Gianfranco Fabbri, Stato di viglianza

20-03-2007

La vita in stato di vigilanza, di Nicola Vacca

L’opera poetica deve sempre essere in posizione di dialogo con la realtà. Il poeta ha il compito di spingere i suoi passi verso la cifra indiscutibile di una ricerca esistenziale, nel vero delle cose dove ha origine la parola. Dal vivo e originario soggiornare presso le cose nasce la curiosità della poesia che dà voce all’esistente per nominarlo nell’intelligenza del cosmo.
Prende posizione in tal senso Gianfranco Fabbri, poeta in perenne Stato di vigilanza. La parola del poeta si mischia insieme al mondo, è l’esposizione della libertà del senso e del senso della verità. In questi testi Fabbri conduce la parola verso quello che temiamo di più: chiamare le cose col nome delle cose.

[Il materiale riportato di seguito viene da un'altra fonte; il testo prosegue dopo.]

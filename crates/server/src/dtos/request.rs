use chrono::{NaiveDate, NaiveDateTime};
use database::{entities::od_request::Model, services::lifecycle::NewRequest};
use serde::{Deserialize, Serialize};
use utoipa::{IntoParams, ToSchema};

/// Public submission payload. Field names match the student form.
#[derive(Debug, Deserialize, ToSchema)]
#[serde(rename_all = "camelCase")]
pub struct SubmitRequestBody {
    pub name: String,
    pub enrollment_number: String,
    pub email: String,
    /// One code, or one code per covered period separated by spaces
    pub subject_code: String,
    pub faculty_code: String,
    /// Calendar date of the absence, `YYYY-MM-DD`
    pub date: String,
    /// 12-hour ("09:15 AM") or 24-hour ("09:15") wall-clock time
    pub time_from: String,
    pub time_to: String,
    pub reason: String,
}

impl From<SubmitRequestBody> for NewRequest {
    fn from(body: SubmitRequestBody) -> Self {
        Self {
            name: body.name,
            enrollment_number: body.enrollment_number,
            email: body.email,
            subject_code: body.subject_code,
            faculty_code: body.faculty_code,
            date: body.date,
            time_from: body.time_from,
            time_to: body.time_to,
            reason: body.reason,
        }
    }
}

#[derive(Debug, Serialize, ToSchema)]
#[serde(rename_all = "camelCase")]
pub struct RequestResponse {
    pub id: String,
    pub name: String,
    pub enrollment_number: String,
    pub email: String,
    pub subject_code: String,
    pub faculty_code: String,
    pub date: NaiveDate,
    /// Covered period boundary in 12-hour form
    pub time_from: String,
    pub time_to: String,
    pub reason: String,
    pub status: String,
    pub created_at: NaiveDateTime,
    pub updated_at: NaiveDateTime,
}

impl From<Model> for RequestResponse {
    fn from(record: Model) -> Self {
        Self {
            id: record.id.to_string(),
            name: record.name,
            enrollment_number: record.enrollment_number,
            email: record.email,
            subject_code: record.subject_code,
            faculty_code: record.faculty_code,
            date: record.date,
            time_from: record.time_from.format("%I:%M %p").to_string(),
            time_to: record.time_to.format("%I:%M %p").to_string(),
            reason: record.reason,
            status: record.status.to_string(),
            created_at: record.created_at,
            updated_at: record.updated_at,
        }
    }
}

#[derive(Debug, Serialize, ToSchema)]
pub struct SubmitResponse {
    pub message: String,
    pub requests: Vec<RequestResponse>,
}

#[derive(Debug, Deserialize, ToSchema, IntoParams)]
pub struct ListQuery {
    /// Optional status filter: Pending, Approved or Rejected
    pub status: Option<String>,
}

#[derive(Debug, Deserialize, ToSchema)]
pub struct DecisionBody {
    /// Must be "Approved" or "Rejected"
    pub status: String,
}

#[derive(Debug, Deserialize, ToSchema)]
pub struct EmailReportBody {
    pub email: String,
    pub subject: Option<String>,
    pub message: Option<String>,
}

#[derive(Debug, Serialize, ToSchema)]
#[serde(rename_all = "camelCase")]
pub struct EmailReportResponse {
    pub success: bool,
    pub message: String,
    pub request_count: usize,
    pub deleted_count: u64,
}
use models::status::RequestStatus;
use sea_orm::entity::prelude::*;
use serde::{Deserialize, Serialize};

#[derive(Clone, Debug, PartialEq, DeriveEntityModel, Serialize, Deserialize)]
#[sea_orm(table_name = "od_requests")]
pub struct Model {
    #[sea_orm(primary_key)]
    pub id: Uuid,
    pub name: String,
    pub enrollment_number: String, // e.g. "A123"
    pub email: String,
    pub subject_code: String, // e.g. "CS101"
    pub faculty_code: String,
    pub date: Date,
    // Always one schedule period's boundaries, never the raw submitted range
    pub time_from: Time,
    pub time_to: Time,
    pub reason: String,
    pub status: RequestStatus,
    pub created_at: DateTime,
    pub updated_at: DateTime,
}

#[derive(Copy, Clone, Debug, EnumIter, DeriveRelation)]
pub enum Relation {}

impl ActiveModelBehavior for ActiveModel {}
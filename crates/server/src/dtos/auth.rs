use serde::{Deserialize, Serialize};
use utoipa::ToSchema;

#[derive(Debug, Deserialize, ToSchema)]
pub struct LoginBody {
    pub username: String,
    pub password: String,
}

#[derive(Debug, Serialize, ToSchema)]
#[serde(rename_all = "camelCase")]
pub struct AuthStatusResponse {
    pub is_authenticated: bool,
}
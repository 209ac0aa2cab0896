use chrono::NaiveTime;
use database::entities::od_request::Model;
use rust_xlsxwriter::{Color, Format, Workbook, XlsxError};

const SHEET_NAME: &str = "Approved OD Requests";

const COLUMNS: [(&str, f64); 8] = [
    ("Faculty Code", 15.0),
    ("Subject Code", 15.0),
    ("Name", 25.0),
    ("Enrollment Number", 20.0),
    ("Time From", 15.0),
    ("Time To", 15.0),
    ("Reason", 40.0),
    ("Status", 12.0),
];

/// One rendered sheet row.
#[derive(Debug, Clone, PartialEq)]
pub enum Row {
    /// Group banner, e.g. `--- FC1 - 09:15 AM to 10:10 AM ---`
    Banner { faculty: String, label: String },
    /// Spacer between groups
    Blank,
    Record(Model),
}

/// Orders approved records by time slot then faculty code and inserts a
/// banner before each group, with a blank spacer between groups.
pub fn group_rows(records: &[Model]) -> Vec<Row> {
    let mut sorted: Vec<&Model> = records.iter().collect();
    sorted.sort_by(|a, b| {
        a.time_from
            .cmp(&b.time_from)
            .then_with(|| a.faculty_code.cmp(&b.faculty_code))
    });

    let mut rows = Vec::new();
    let mut current: Option<(NaiveTime, &str)> = None;

    for record in sorted {
        let key = (record.time_from, record.faculty_code.as_str());
        if current != Some(key) {
            if current.is_some() {
                rows.push(Row::Blank);
            }
            rows.push(Row::Banner {
                faculty: record.faculty_code.clone(),
                label: format!(
                    "--- {} - {} to {} ---",
                    record.faculty_code,
                    record.time_from.format("%I:%M %p"),
                    record.time_to.format("%I:%M %p"),
                ),
            });
            current = Some(key);
        }
        rows.push(Row::Record(record.clone()));
    }

    rows
}

/// Renders the approved-requests workbook and returns its bytes.
pub fn render_workbook(records: &[Model]) -> Result<Vec<u8>, XlsxError> {
    let mut workbook = Workbook::new();

    let header = Format::new()
        .set_bold()
        .set_background_color(Color::RGB(0xE0E0E0));
    let banner = Format::new()
        .set_bold()
        .set_font_color(Color::RGB(0x0000FF))
        .set_background_color(Color::RGB(0xF0F0F0));

    let sheet = workbook.add_worksheet();
    sheet.set_name(SHEET_NAME)?;

    for (col, &(title, width)) in COLUMNS.iter().enumerate() {
        sheet.set_column_width(col as u16, width)?;
        sheet.write_string_with_format(0, col as u16, title, &header)?;
    }

    let mut row_idx: u32 = 1;
    for row in group_rows(records) {
        match row {
            Row::Blank => {}
            Row::Banner { faculty, label } => {
                sheet.write_string_with_format(row_idx, 0, faculty, &banner)?;
                sheet.write_string_with_format(row_idx, 2, label, &banner)?;
            }
            Row::Record(record) => {
                sheet.write_string(row_idx, 0, record.faculty_code)?;
                sheet.write_string(row_idx, 1, record.subject_code)?;
                sheet.write_string(row_idx, 2, record.name)?;
                sheet.write_string(row_idx, 3, record.enrollment_number)?;
                sheet.write_string(row_idx, 4, record.time_from.format("%I:%M %p").to_string())?;
                sheet.write_string(row_idx, 5, record.time_to.format("%I:%M %p").to_string())?;
                sheet.write_string(row_idx, 6, record.reason)?;
                sheet.write_string(row_idx, 7, record.status.to_string())?;
            }
        }
        row_idx += 1;
    }

    workbook.save_to_buffer()
}

#[cfg(test)]
mod tests {
    use super::*;
    use chrono::Utc;
    use models::{schedule::DAILY_PERIODS, status::RequestStatus};
    use uuid::Uuid;

    fn approved(faculty: &str, period: usize) -> Model {
        let now = Utc::now().naive_utc();
        Model {
            id: Uuid::new_v4(),
            name: "Asha Rao".to_owned(),
            enrollment_number: "A123".to_owned(),
            email: "asha@example.edu".to_owned(),
            subject_code: "CS101".to_owned(),
            faculty_code: faculty.to_owned(),
            date: now.date(),
            time_from: DAILY_PERIODS[period].from,
            time_to: DAILY_PERIODS[period].to,
            reason: "Hackathon".to_owned(),
            status: RequestStatus::Approved,
            created_at: now,
            updated_at: now,
        }
    }

    #[test]
    fn test_rows_group_by_slot_then_faculty() {
        // Deliberately unsorted input
        let records = vec![
            approved("FC2", 1),
            approved("FC1", 0),
            approved("FC1", 1),
            approved("FC1", 1),
        ];

        let rows = group_rows(&records);

        let banners: Vec<&str> = rows
            .iter()
            .filter_map(|row| match row {
                Row::Banner { label, .. } => Some(label.as_str()),
                _ => None,
            })
            .collect();
        assert_eq!(
            banners,
            vec![
                "--- FC1 - 09:15 AM to 10:10 AM ---",
                "--- FC1 - 10:15 AM to 11:10 AM ---",
                "--- FC2 - 10:15 AM to 11:10 AM ---",
            ]
        );

        // Banner, record, blank, banner, two records, blank, banner, record
        assert_eq!(rows.len(), 9);
        assert!(matches!(rows[0], Row::Banner { .. }));
        assert!(matches!(rows[2], Row::Blank));
        assert!(matches!(rows[4], Row::Record(_)));
        assert!(matches!(rows[5], Row::Record(_)));
    }

    #[test]
    fn test_workbook_renders_without_error() {
        let records = vec![approved("FC1", 0), approved("FC2", 3)];

        let bytes = render_workbook(&records).unwrap();
        assert!(!bytes.is_empty());
    }
}
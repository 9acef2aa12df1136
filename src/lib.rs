//! modforge - configuration resolution for HPC build orchestration
//!
//! modforge is the configuration-resolution core of an HPC software build
//! orchestrator. It loads a declarative build specification (a "recipe"),
//! normalizes it against a versioned parameter schema, resolves its
//! dependency graph (including toolchain inheritance and hidden-dependency
//! reconciliation), expands template placeholders, validates invariants,
//! and computes a canonical module identity for the resulting artifact via
//! a pluggable naming strategy.
//!
//! # Architecture Overview
//!
//! Resolution of one recipe is a single ordered sequence:
//!
//! - the syntax parser (an injected collaborator) turns source text into a
//!   raw name-to-value mapping, seeded with build-spec overrides;
//! - the parameter schema seeds defaults and enforces the mandatory set,
//!   typo detection, and the deprecation/replacement policy;
//! - dependency-shaped values are normalized into canonical records, with
//!   toolchain inheritance applied;
//! - the template engine expands `%(name)s`-style placeholders from a
//!   context derived from the recipe's own fields;
//! - the validation engine checks enumerated values, OS dependencies,
//!   iterate-option consistency, and license well-formedness;
//! - the module naming scheme service assigns the recipe (and each
//!   dependency record) its module identity.
//!
//! The pipeline wraps all of this for repeated lookups behind a
//! process-wide cache with single-flight semantics per cache key.
//!
//! # Core Modules
//!
//! - [`core`] - error types and the dynamic parameter-value model
//! - [`schema`] - the recipe parameter schema and lifecycle tables
//! - [`recipe`] - recipe normalization, keyed access, and dump form
//! - [`dependency`] - dependency records and toolchain resolution
//! - [`template`] - placeholder expansion
//! - [`validate`] - the validation engine
//! - [`naming`] - pluggable module naming schemes
//! - [`pipeline`] - the orchestrating resolution pipeline and discovery
//! - [`cache`] - process-wide recipe and path caches
//!
//! # Collaborator Seams
//!
//! - [`parser`] - raw-syntax parsing (default: TOML surface syntax)
//! - [`builder`] - the registry of per-software build implementations
//! - [`license`] - the registered license table
//! - [`osdeps`] - host probing for OS-level dependencies
//!
//! # Example
//!
//! ```rust,no_run
//! use modforge::pipeline::{Pipeline, RecipeSource, ResolveOptions};
//!
//! # fn example() -> modforge::core::Result<()> {
//! let pipeline = Pipeline::new(ResolveOptions::default());
//! let resolved = pipeline.resolve(
//!     &RecipeSource::Path("recipes/z/zlib/zlib-1.2.8.mf".into()),
//!     None,
//!     true,
//!     None,
//!     false,
//! )?;
//! for summary in &resolved {
//!     println!("{} -> {}", summary.recipe.name(), summary.full_mod_name);
//! }
//! # Ok(())
//! # }
//! ```

// Core functionality modules
pub mod cache;
pub mod constants;
pub mod core;
pub mod pipeline;
pub mod recipe;

// Resolution components
pub mod dependency;
pub mod naming;
pub mod schema;
pub mod template;
pub mod validate;

// Collaborator seams
pub mod builder;
pub mod license;
pub mod osdeps;
pub mod parser;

Con questa intuizione il poeta indica la necessità di un antipensiero che smaschera le espressioni dell’oscuro e del nascosto e legge tutte le ombre che abitano l’esistenza per potersi finalmente affacciare alla vera soglia dell’essere. Gianfranco Fabbri è un “minimalista metafisico” che cerca con la parola una chiave d’accesso all’opera dei giorni, e al potere che il quotidiano esercita sulla realtà delle cose.
La sua presa di posizione, nei confronti del venduto, è sempre netta. Il poeta dichiara a viso aperto di voler vivere nelle cose dove il livello di attenzione etica del suo Stato di vigilanza è alto. Si accede alla loro filosofia con la consapevolezza che tutto quello di cui abbiamo bisogno è alla radice dell’essere, e attende di essere rivelato. Nella poesia di Gianfranco Fabbri le parole escono come incidenti dalla bocca apparentemente soltanto per fermare sulla pagina le tracce, gli indizi e gli altri elementi da decifrare di un vissuto che scorre con i suoi frammenti presenti ma segreti. La realtà, qui, viene percepita come un dono sorprendente e non inatteso.
Perché quello che il poeta vede nella realtà delle cose, il lettore non riuscirà ad ignorarlo.
La poesia nomina ogni cosa. Così facendo assegna un destino alla parola poetica che scava in quell’abominevole colpa del vissuto con cui siamo quotidianamente costretti a fare i conti. Questa è la condizione riflessiva che lo stato di vigilanza di Gianfranco Fabbri propone per aver sempre cura della verità.